Task statement:
From the line containing "pub const UNIVERSE: Interval" down to the final entry below, restate each line word for word.
=====
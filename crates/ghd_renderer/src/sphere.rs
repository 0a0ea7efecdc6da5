//! Sphere primitive for ray tracing.

use crate::{
    hittable::{HitRecord, Hittable},
    Material, Ray,
};
use ghd_core::{ConfigError, ConfigResult};
use ghd_math::{Interval, Vec3};

/// A sphere primitive.
#[derive(Debug, Clone)]
pub struct Sphere {
    center: Vec3,
    radius: f64,
    material: Material,
}

impl Sphere {
    /// Create a new sphere. The radius must be positive and finite.
    pub fn new(center: Vec3, radius: f64, material: Material) -> ConfigResult<Self> {
        if !(radius > 0.0) || !radius.is_finite() {
            return Err(ConfigError::InvalidRadius(radius));
        }
        if !center.is_finite() {
            return Err(ConfigError::NonFiniteCenter);
        }

        Ok(Self {
            center,
            radius,
            material,
        })
    }

    pub fn center(&self) -> Vec3 {
        self.center
    }

    pub fn radius(&self) -> f64 {
        self.radius
    }

    pub fn material(&self) -> &Material {
        &self.material
    }
}

impl Hittable for Sphere {
    fn hit(&self, ray: &Ray, ray_t: Interval) -> Option<HitRecord<'_>> {
        let oc = self.center - ray.origin();
        let a = ray.direction().length_squared();
        let h = ray.direction().dot(oc);
        let c = oc.length_squared() - self.radius * self.radius;

        let discriminant = h * h - a * c;
        if discriminant < 0.0 {
            return None;
        }

        let sqrtd = discriminant.sqrt();

        // Find the nearest root in the acceptable range
        let mut root = (h - sqrtd) / a;
        if !ray_t.surrounds(root) {
            root = (h + sqrtd) / a;
            if !ray_t.surrounds(root) {
                return None;
            }
        }

        let outward_normal = (ray.at(root) - self.center) / self.radius;
        Some(HitRecord::new(ray, root, outward_normal, &self.material))
    }
}

#[cfg(test)]
mod tests {
    use super::*;
    use ghd_math::Color;

    fn unit_sphere() -> Sphere {
        Sphere::new(Vec3::ZERO, 1.0, Material::lambertian(Color::splat(0.5)).unwrap()).unwrap()
    }

    #[test]
    fn test_sphere_hit_head_on() {
        let sphere = unit_sphere();
        let ray = Ray::new(Vec3::new(0.0, 0.0, -5.0), Vec3::new(0.0, 0.0, 1.0));

        let rec = sphere
            .hit(&ray, Interval::new(0.001, f64::INFINITY))
            .expect("ray should hit the sphere");

        assert!((rec.t - 4.0).abs() < 1e-12);
        assert!((rec.p - Vec3::new(0.0, 0.0, -1.0)).length() < 1e-12);
        assert!((rec.normal - Vec3::new(0.0, 0.0, -1.0)).length() < 1e-12);
        assert!(rec.front_face);
    }

    #[test]
    fn test_sphere_hit_from_inside() {
        let sphere = unit_sphere();
        let ray = Ray::new(Vec3::ZERO, Vec3::new(0.0, 0.0, 1.0));

        let rec = sphere.hit(&ray, Interval::new(0.001, f64::INFINITY)).unwrap();

        assert!((rec.t - 1.0).abs() < 1e-12);
        assert!(!rec.front_face);
        // Normal is flipped to face the ray
        assert!((rec.normal - Vec3::new(0.0, 0.0, -1.0)).length() < 1e-12);
    }

    #[test]
    fn test_sphere_miss() {
        let sphere = unit_sphere();

        // Ray pointing away from sphere
        let ray = Ray::new(Vec3::new(0.0, 0.0, -5.0), Vec3::new(0.0, 1.0, 0.0));
        assert!(sphere.hit(&ray, Interval::new(0.001, f64::INFINITY)).is_none());

        // Sphere entirely behind the origin
        let ray = Ray::new(Vec3::new(0.0, 0.0, -5.0), Vec3::new(0.0, 0.0, -1.0));
        assert!(sphere.hit(&ray, Interval::new(0.001, f64::INFINITY)).is_none());
    }

    #[test]
    fn test_sphere_rejects_bad_radius() {
        let material = Material::lambertian(Color::ONE).unwrap();
        assert_eq!(
            Sphere::new(Vec3::ZERO, 0.0, material).err(),
            Some(ConfigError::InvalidRadius(0.0))
        );
        assert_eq!(
            Sphere::new(Vec3::ZERO, -2.0, material).err(),
            Some(ConfigError::InvalidRadius(-2.0))
        );
    }
}
/// A closed or open range of real values, used for ray parameter bounds.
#[derive(Debug, Clone, Copy, PartialEq)]
pub struct Interval {
    pub min: f64,
    pub max: f64,
}

impl Interval {
    /// An empty interval (min > max, contains nothing).
    pub const EMPTY: Interval = Interval {
        min: f64::INFINITY,
        max: f64::NEG_INFINITY,
    };

    /// A universe interval (contains everything).
    pub const UNIVERSE: Interval = Interval {
        min: f64::NEG_INFINITY,
        max: f64::INFINITY,
    };

    /// Create a new interval given min and max values.
    pub const fn new(min: f64, max: f64) -> Self {
        Self { min, max }
    }

    /// Returns the size of the interval (max - min).
    pub fn size(&self) -> f64 {
        self.max - self.min
    }

    /// Returns true if x is within the interval [min, max] (inclusive).
    pub fn contains(&self, x: f64) -> bool {
        self.min <= x && x <= self.max
    }

    /// Returns true if x is strictly within the interval (min, max) (exclusive).
    pub fn surrounds(&self, x: f64) -> bool {
        self.min < x && x < self.max
    }

    /// Clamps x to be within the interval [min, max].
    pub fn clamp(&self, x: f64) -> f64 {
        x.clamp(self.min, self.max)
    }

    /// Same lower bound, upper bound replaced by `max`.
    ///
    /// Used when a closer hit shrinks the search range.
    pub fn with_max(&self, max: f64) -> Interval {
        Interval::new(self.min, max)
    }
}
=====
Solution:
    pub const UNIVERSE: Interval = Interval {
        min: f64::NEG_INFINITY,
        max: f64::INFINITY,
    };

    /// Create a new interval given min and max values.
    pub const fn new(min: f64, max: f64) -> Self {
        Self { min, max }
    }

    /// Returns the size of the interval (max - min).
    pub fn size(&self) -> f64 {
        self.max - self.min
    }

    /// Returns true if x is within the interval [min, max] (inclusive).
    pub fn contains(&self, x: f64) -> bool {
        self.min <= x && x <= self.max
    }

    /// Returns true if x is strictly within the interval (min, max) (exclusive).
    pub fn surrounds(&self, x: f64) -> bool {
        self.min < x && x < self.max
    }

    /// Clamps x to be within the interval [min, max].
    pub fn clamp(&self, x: f64) -> f64 {
        x.clamp(self.min, self.max)
    }

    /// Same lower bound, upper bound replaced by `max`.
    ///
    /// Used when a closer hit shrinks the search range.
    pub fn with_max(&self, max: f64) -> Interval {
        Interval::new(self.min, max)
    }
}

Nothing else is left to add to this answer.